Limit of the patient co-payment (price corridor) for products for outpatient treatment reimbursed by the NHIF. This affects mainly products in cases when the internal reference system has reduced the referent price paid by the NHIF (within a given PDL referent group) but the external reference system has allowed a much higher registered maximal price and the difference is paid by the patient. The patient co-payment cannot be higher than 60% above the referent (internal reference) price for the concerned pack. The limitation was planned to be introduced at pharmacy level and to come into force in February 2016* but it was causing disturbances and tensions in the the sector and never came into force.
Improvement of the external referent system by introducing price limitations for cases when there is no referent price of the concerned manufacturer within the referent basket of countries.
The list of diseases for which the NHIF pays for the outpatient treatment is now in the hands of the Supervisory Board of the NHIF which is expected to provide a more quick and flexible approach in amending the list. However, we have yet to see this put into practice.
Improved system for cleaning “ghosts” out of the PDL. In case no payment has been made for 6 months by the NHIF for products intended for outpatient treatment or the amount paid by the NHIF is less than 1% of the total amount paid for the concerned PDL referent group, the concerned product can be excluded from the PDL at the initiative of the NHIF. This rule is expected to help excluding those products listed in the PDL but not actually placed on the market or having a minor share. Such “ghost” entries could knock off the referent price within the internal referent group affecting other products without truly providing a cheaper alternative.

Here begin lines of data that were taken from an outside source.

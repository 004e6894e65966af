//! Query types: filters, time ranges and pagination.

use std::str::FromStr;

use chrono::{DateTime, NaiveDateTime, Utc};

use crate::{Error, Result, subject::Subject};

/// Fixed number of waivers per listing page.
pub const PAGE_SIZE: u32 = 10;

/// The datetime format named in `since` parse errors.
pub const SINCE_FORMAT: &str = "%Y-%m-%dT%H:%M:%S.%f";

// ─── Since ───────────────────────────────────────────────────────────────────

/// A lower bound, or an inclusive range, on waiver timestamps.
///
/// Parsed from `start` or `start,end`. Each bound is either a naive ISO 8601
/// datetime (taken as UTC) or an RFC 3339 datetime with an offset.
#[derive(Debug, Clone, Copy, PartialEq, Eq)]
pub struct Since {
  pub start: DateTime<Utc>,
  pub end:   Option<DateTime<Utc>>,
}

impl Since {
  pub fn contains(&self, at: DateTime<Utc>) -> bool {
    at >= self.start && self.end.is_none_or(|end| at <= end)
  }
}

impl FromStr for Since {
  type Err = Error;

  fn from_str(s: &str) -> Result<Self> {
    // Everything after the first comma is the end bound, so a value with
    // extra commas reports the whole tail as the bad literal.
    let (start, end) = match s.split_once(',') {
      Some((start, end)) => (start, Some(end)),
      None => (s, None),
    };
    Ok(Self {
      start: parse_instant(start)?,
      end:   end.map(parse_instant).transpose()?,
    })
  }
}

fn parse_instant(s: &str) -> Result<DateTime<Utc>> {
  if let Ok(dt) = DateTime::parse_from_rfc3339(s) {
    return Ok(dt.with_timezone(&Utc));
  }
  NaiveDateTime::parse_from_str(s, "%Y-%m-%dT%H:%M:%S%.f")
    .map(|naive| naive.and_utc())
    .map_err(|_| Error::InvalidSince(s.to_owned()))
}

// ─── Filters ─────────────────────────────────────────────────────────────────

/// Parameters for [`crate::store::WaiverStore::list_waivers`] and, minus
/// `subject`/`testcase`, for
/// [`crate::store::WaiverStore::find_by_results`]. All set fields must match.
#[derive(Debug, Clone, Default, PartialEq, Eq)]
pub struct WaiverFilter {
  pub subject:          Option<Subject>,
  pub testcase:         Option<String>,
  pub product_version:  Option<String>,
  pub username:         Option<String>,
  pub proxied_by:       Option<String>,
  pub since:            Option<Since>,
  /// If `false`, only the current waiver of each supersession key is
  /// returned.
  pub include_obsolete: bool,
}

/// One (subject, testcase) pair of a bulk lookup. A missing part matches
/// anything, so an empty ref matches every waiver.
#[derive(Debug, Clone, Default, PartialEq, Eq)]
pub struct ResultRef {
  pub subject:  Option<Subject>,
  pub testcase: Option<String>,
}

impl ResultRef {
  pub fn new(subject: Subject, testcase: impl Into<String>) -> Self {
    Self { subject: Some(subject), testcase: Some(testcase.into()) }
  }

  pub fn is_unrestricted(&self) -> bool {
    self.subject.is_none() && self.testcase.is_none()
  }
}

// ─── Pagination ──────────────────────────────────────────────────────────────

/// A 1-indexed page of [`PAGE_SIZE`] waivers.
#[derive(Debug, Clone, Copy, PartialEq, Eq)]
pub struct PageRequest {
  pub page: u32,
}

impl PageRequest {
  pub fn new(page: u32) -> Self { Self { page: page.max(1) } }

  pub fn offset(&self) -> u64 { u64::from(self.page - 1) * u64::from(PAGE_SIZE) }
}

impl Default for PageRequest {
  fn default() -> Self { Self { page: 1 } }
}

/// One page of a listing plus what is needed to link to its neighbours.
#[derive(Debug, Clone, PartialEq, Eq)]
pub struct WaiverPage {
  pub items:    Vec<crate::waiver::Waiver>,
  pub page:     u32,
  pub per_page: u32,
  /// Number of waivers matching the filter across all pages.
  pub total:    u64,
}

impl WaiverPage {
  /// Number of pages; an empty listing still has one (empty) page.
  pub fn pages(&self) -> u32 {
    let per_page = u64::from(self.per_page.max(1));
    let pages = self.total.div_ceil(per_page).max(1);
    u32::try_from(pages).unwrap_or(u32::MAX)
  }

  pub fn has_prev(&self) -> bool { self.page > 1 }

  pub fn has_next(&self) -> bool { self.page < self.pages() }
}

In conclusion we will say that reimbursement is becoming even more challenging. The Council and NHIF have new leverages now and MAHs have new obligations if they want their products reimbursed. The big question is whether the new changes put to practice will prove to be balanced enough: reducing the public expenditures but keeping the medicines availability in the reimbursement list (and the market) and in the same time not allowing abuse of the reimbursement system by bad parallel export practices.
*Update February 19th, 2016: postponed until September 1st, 2016.
*Update September 20th, 2016: postponed until January 1st, 2017.
*Update December, 2016: price corridor is planned to be dismissed due to expected negative impact on current the reimbursement list; draft amendment pending.
* Update January 2017: the price corridor rule was repealed.